Topic Description: After the two-eleven, syx found that they were about to eat the soil. But he decided to finance wit. He predicted the future n days Bitcoin market, found up and down, up and down there. His money as long as the experience in the wave of Bitcoin ups and downs, low-income, sell high, you can easily cut the leeks to others in order to get rich. To reduce risk, whenever he decides to up his hand to retain only not more than one Bitcoin, and he wanted to reduce the number of transactions that occurred in the most profitable situation as much as possible. N bits are now given day currency market, i.e., a bit value of coins per day. Please find n days, syx up to how much profit? In the case of maximum profit is the minimum number of transactions many times? We assume syx have unlimited money initially, because even if he wants to borrow money to make a wave.
Input: The first line has an integer T, T represents the total data set. 0 <T <= 5 each group of two data lines:
Each data for the first row, there is an integer n, n represents the predicted market days (1 <= n <= 100000)
For the second row of each set of data, there are n integers A i , respectively, represent the i-th day market. (0 <A = I <= 10 10 )
Export
For each set of samples, the output line of two integers separated by a space, representing the maximum profit and minimum number of transactions
Sample input
2
5
9 10 7 6 8
3
3 2 1
Sample Output
. 4. 3
0 0
Code
#include <stdio.h>
int main () {
int T;
Long Long B [. 6], C [. 6];
Scanf ( "% D", & T);
for (int J = 0; J <T; J ++) {
int n-, I = 0, X = 0, S = 0, Money = 0;
Long Long A [100005];
Scanf ( "% D", & n-); // n-sets of data
for (i =. 1; <= n-I; I ++) {
Scanf ( "% D", & a [I]); // n-day market
}
for (I =. 1; I <n-; I ++) {
IF (a [I + . 1]> A [I]) {
Money Money + = (A [I +. 1] -a [I]);
s ++; // count difference,
} the else {
s = 0; // variable s is introduced as a criterion, either how many times the continuous transaction, to count a minimum number, then the final number is 2
} // if the latter is small, i.e. loss occurs, s cleared
if (s == 1) x = x + 2;
}
b[j]=money;
C [J] = X;
}
for (int I = 0; I <T; I ++) {
the printf ( "% D% D \ n-", B [I], C [I]);
}
return 0;
}
most I did not expect the introduction of variable s, then you can not accurately calculate the minimum number of transactions.
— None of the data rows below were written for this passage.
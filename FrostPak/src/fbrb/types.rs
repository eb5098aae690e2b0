//! Types for FBRB archive handling

use std::path::PathBuf;

use serde::Serialize;

/// Type name stored for plain files (`.dbx`, `.bin`, `.dbmanifest`, `.nonres`)
pub const NON_RESOURCE: &str = "<non-resource>";

/// Type name stored for deleted placeholders
pub const DELETED: &str = "*deleted*";

/// On-disk extension (lowercase, no dot) to stored resource type name.
pub const RESOURCE_TYPES: &[(&str, &str)] = &[
    ("swfmovie", "SwfMovie"),
    ("dx10pixelshader", "Dx10PixelShader"),
    ("havokphysicsdata", "HavokPhysicsData"),
    ("treemeshset", "TreeMeshSet"),
    ("terrainheightfield", "TerrainHeightfield"),
    ("itexture", "ITexture"),
    ("animtreeinfo", "AnimTreeInfo"),
    ("irradiancevolume", "IrradianceVolume"),
    ("visualterrain", "VisualTerrain"),
    ("skinnedmeshset", "SkinnedMeshSet"),
    ("dx10vertexshader", "Dx10VertexShader"),
    ("aimanimation", "AimAnimation"),
    ("occludermesh", "OccluderMesh"),
    ("dx9shaderdatabase", "Dx9ShaderDatabase"),
    ("wave", "Wave"),
    ("sootmesh", "SootMesh"),
    ("terrainmaterialmap", "TerrainMaterialMap"),
    ("rigidmeshset", "RigidMeshSet"),
    ("compositemeshset", "CompositeMeshSet"),
    ("watermesh", "WaterMesh"),
    ("visualwater", "VisualWater"),
    ("dx9vertexshader", "Dx9VertexShader"),
    ("dx9pixelshader", "Dx9PixelShader"),
    ("dx11shaderdatabase", "Dx11ShaderDatabase"),
    ("dx11pixelshader", "Dx11PixelShader"),
    ("grannymodel", "GrannyModel"),
    ("ragdollresource", "RagdollResource"),
    ("grannyanimation", "GrannyAnimation"),
    ("weathersystem", "WeatherSystem"),
    ("dx11vertexshader", "Dx11VertexShader"),
    ("terrain", "Terrain"),
    ("impulseresponse", "ImpulseResponse"),
    ("binkmemory", "BinkMemory"),
    ("deltaanimation", "DeltaAnimation"),
    ("dx10shaderdatabase", "Dx10ShaderDatabase"),
    ("meshdata", "MeshData"),
    ("xenonpixelshader", "XenonPixelShader"),
    ("xenonvertexshader", "XenonVertexShader"),
    ("xenonshaderdatabase", "XenonShaderDatabase"),
    ("xenontexture", "XenonTexture"),
    ("ps3pixelshader", "Ps3PixelShader"),
    ("ps3vertexshader", "Ps3VertexShader"),
    ("ps3shaderdatabase", "Ps3ShaderDatabase"),
    ("ps3texture", "Ps3Texture"),
    ("pathdatadefinition", "PathDataDefinition"),
    ("nonres", NON_RESOURCE),
    ("dbx", NON_RESOURCE),
    ("dbxdeleted", DELETED),
    ("resdeleted", DELETED),
    ("bin", NON_RESOURCE),
    ("dbmanifest", NON_RESOURCE),
];

/// Look up the stored type name for an on-disk extension (case-insensitive).
#[must_use]
pub fn type_for_extension(extension: &str) -> Option<&'static str> {
    let extension = extension.to_ascii_lowercase();
    RESOURCE_TYPES
        .iter()
        .find(|(ext, _)| *ext == extension)
        .map(|(_, type_name)| *type_name)
}

/// Split a file name into stem and extension the way the archive tools
/// always have: the extension keeps its dot, leading dots belong to the stem.
#[must_use]
pub fn split_extension(file_name: &str) -> (&str, &str) {
    let leading_dots = file_name.len() - file_name.trim_start_matches('.').len();
    match file_name[leading_dots..].rfind('.') {
        Some(pos) => file_name.split_at(leading_dots + pos),
        None => (file_name, ""),
    }
}

/// Entry in the FBRB file table
#[derive(Debug, Clone, PartialEq, Eq, Serialize)]
pub struct FbrbEntry {
    /// Stored path, forward slashes (e.g. `levels/mp_001/terrain.res`)
    pub name: String,
    /// Resource type name (e.g. `ITexture`, `<non-resource>`, `*deleted*`)
    pub type_name: String,
    /// Flags word: `0x00010000` for files with content, `0` for empty ones
    pub flags: u32,
    /// Offset into the uncompressed payload
    pub payload_offset: u32,
    /// Size of the file in bytes
    pub size: u32,
    /// Second size field; the tools always write it equal to `size`
    pub stored_size: u32,
}

impl FbrbEntry {
    /// Returns true for deleted placeholders
    #[must_use]
    pub fn is_deleted(&self) -> bool {
        self.type_name.eq_ignore_ascii_case(DELETED)
    }

    /// Relative on-disk path this entry extracts to.
    ///
    /// The stored `.res` ending is replaced by the lowercase resource type so
    /// the type survives a round trip through the file system.
    #[must_use]
    pub fn extracted_path(&self) -> PathBuf {
        let (folder, file_name) = self.name.rsplit_once('/').unwrap_or(("", &self.name));
        let (stem, ending) = split_extension(file_name);
        let type_name = self.type_name.to_lowercase();

        let ending = if type_name == DELETED {
            if ending == ".dbx" {
                ".dbxdeleted".to_string()
            } else {
                ".resdeleted".to_string()
            }
        } else if type_name == NON_RESOURCE && ending == ".res" {
            ".nonres".to_string()
        } else if type_name != NON_RESOURCE {
            format!(".{type_name}")
        } else {
            ending.to_string()
        };

        let mut path = PathBuf::new();
        for part in folder.split('/').filter(|p| !p.is_empty()) {
            path.push(part);
        }
        path.push(format!("{stem}{ending}"));
        path
    }
}

/// Progress information during FBRB operations
#[derive(Debug, Clone)]
pub struct FbrbProgress {
    /// Current operation phase
    pub phase: FbrbPhase,
    /// Current item number (1-indexed)
    pub current: usize,
    /// Total number of items
    pub total: usize,
    /// Current file being processed (if applicable)
    pub current_file: Option<String>,
}

impl FbrbProgress {
    /// Create a new progress update
    #[must_use]
    pub fn new(phase: FbrbPhase, current: usize, total: usize) -> Self {
        Self {
            phase,
            current,
            total,
            current_file: None,
        }
    }

    /// Create a progress update with a file/item name
    #[must_use]
    pub fn with_file(
        phase: FbrbPhase,
        current: usize,
        total: usize,
        file: impl Into<String>,
    ) -> Self {
        Self {
            phase,
            current,
            total,
            current_file: Some(file.into()),
        }
    }

    /// Get the progress percentage (0.0 - 1.0)
    #[must_use]
    pub fn percentage(&self) -> f32 {
        if self.total == 0 {
            1.0
        } else {
            self.current as f32 / self.total as f32
        }
    }
}

/// Phase of an FBRB operation
#[derive(Debug, Clone, Copy, PartialEq, Eq)]
pub enum FbrbPhase {
    /// Reading and decompressing the header
    ReadingHeader,
    /// Decompressing the payload stream
    StagingPayload,
    /// Writing files to disk (during extraction)
    WritingFiles,
    /// Scanning files in a directory (during creation)
    ScanningFiles,
    /// Compressing files (during creation)
    CompressingFiles,
    /// Writing the finished archive
    WritingArchive,
    /// Operation complete
    Complete,
}

impl FbrbPhase {
    /// Get a human-readable description of this phase
    #[must_use]
    pub fn as_str(self) -> &'static str {
        match self {
            Self::ReadingHeader => "Reading header",
            Self::StagingPayload => "Decompressing payload",
            Self::WritingFiles => "Writing files",
            Self::ScanningFiles => "Scanning files",
            Self::CompressingFiles => "Compressing files",
            Self::WritingArchive => "Writing archive",
            Self::Complete => "Complete",
        }
    }
}

/// Progress callback for FBRB operations.
///
/// Must be `Sync + Send` so batch operations can share it across threads.
pub type ProgressCallback<'a> = &'a (dyn Fn(&FbrbProgress) + Sync + Send);

#[cfg(test)]
mod tests {
    use super::*;

    fn entry(name: &str, type_name: &str) -> FbrbEntry {
        FbrbEntry {
            name: name.to_string(),
            type_name: type_name.to_string(),
            flags: 0x0001_0000,
            payload_offset: 0,
            size: 1,
            stored_size: 1,
        }
    }

    #[test]
    fn test_split_extension() {
        assert_eq!(split_extension("terrain.res"), ("terrain", ".res"));
        assert_eq!(split_extension("a.b.dbx"), ("a.b", ".dbx"));
        assert_eq!(split_extension("noext"), ("noext", ""));
        assert_eq!(split_extension(".hidden"), (".hidden", ""));
    }

    #[test]
    fn test_type_for_extension() {
        assert_eq!(type_for_extension("ITexture"), Some("ITexture"));
        assert_eq!(type_for_extension("dbx"), Some(NON_RESOURCE));
        assert_eq!(type_for_extension("resdeleted"), Some(DELETED));
        assert_eq!(type_for_extension("txt"), None);
    }

    #[test]
    fn test_extracted_path_resource_type() {
        let e = entry("levels/mp_001/terrain.res", "ITexture");
        assert_eq!(e.extracted_path(), PathBuf::from("levels/mp_001/terrain.itexture"));
    }

    #[test]
    fn test_extracted_path_non_resource() {
        assert_eq!(entry("a/b.dbx", NON_RESOURCE).extracted_path(), PathBuf::from("a/b.dbx"));
        assert_eq!(entry("a/b.res", NON_RESOURCE).extracted_path(), PathBuf::from("a/b.nonres"));
        assert_eq!(entry("c.bin", NON_RESOURCE).extracted_path(), PathBuf::from("c.bin"));
    }

    #[test]
    fn test_extracted_path_deleted() {
        let dbx = entry("x/y.dbx", DELETED);
        assert!(dbx.is_deleted());
        assert_eq!(dbx.extracted_path(), PathBuf::from("x/y.dbxdeleted"));
        assert_eq!(entry("x/z.res", DELETED).extracted_path(), PathBuf::from("x/z.resdeleted"));
    }

    #[test]
    fn test_progress_percentage() {
        assert!((FbrbProgress::new(FbrbPhase::Complete, 0, 0).percentage() - 1.0).abs() < f32::EPSILON);
        assert!((FbrbProgress::new(FbrbPhase::WritingFiles, 1, 4).percentage() - 0.25).abs() < f32::EPSILON);
    }
}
Best interests that go first to the lowest point, find adjacent highest point, and then make the difference, and then repeat the above, but this does not count the number of times the minimum.
After the introduction of variable s, simply determines whether the latter is large, and if large, the difference count for interests, s ++, s initially 0, + 1 after as long as 1, 2 plus the number of times, if the latter appears smaller than the former, then the continuous trading is interrupted, this time s clear, in order to prepare for the next consecutive trading.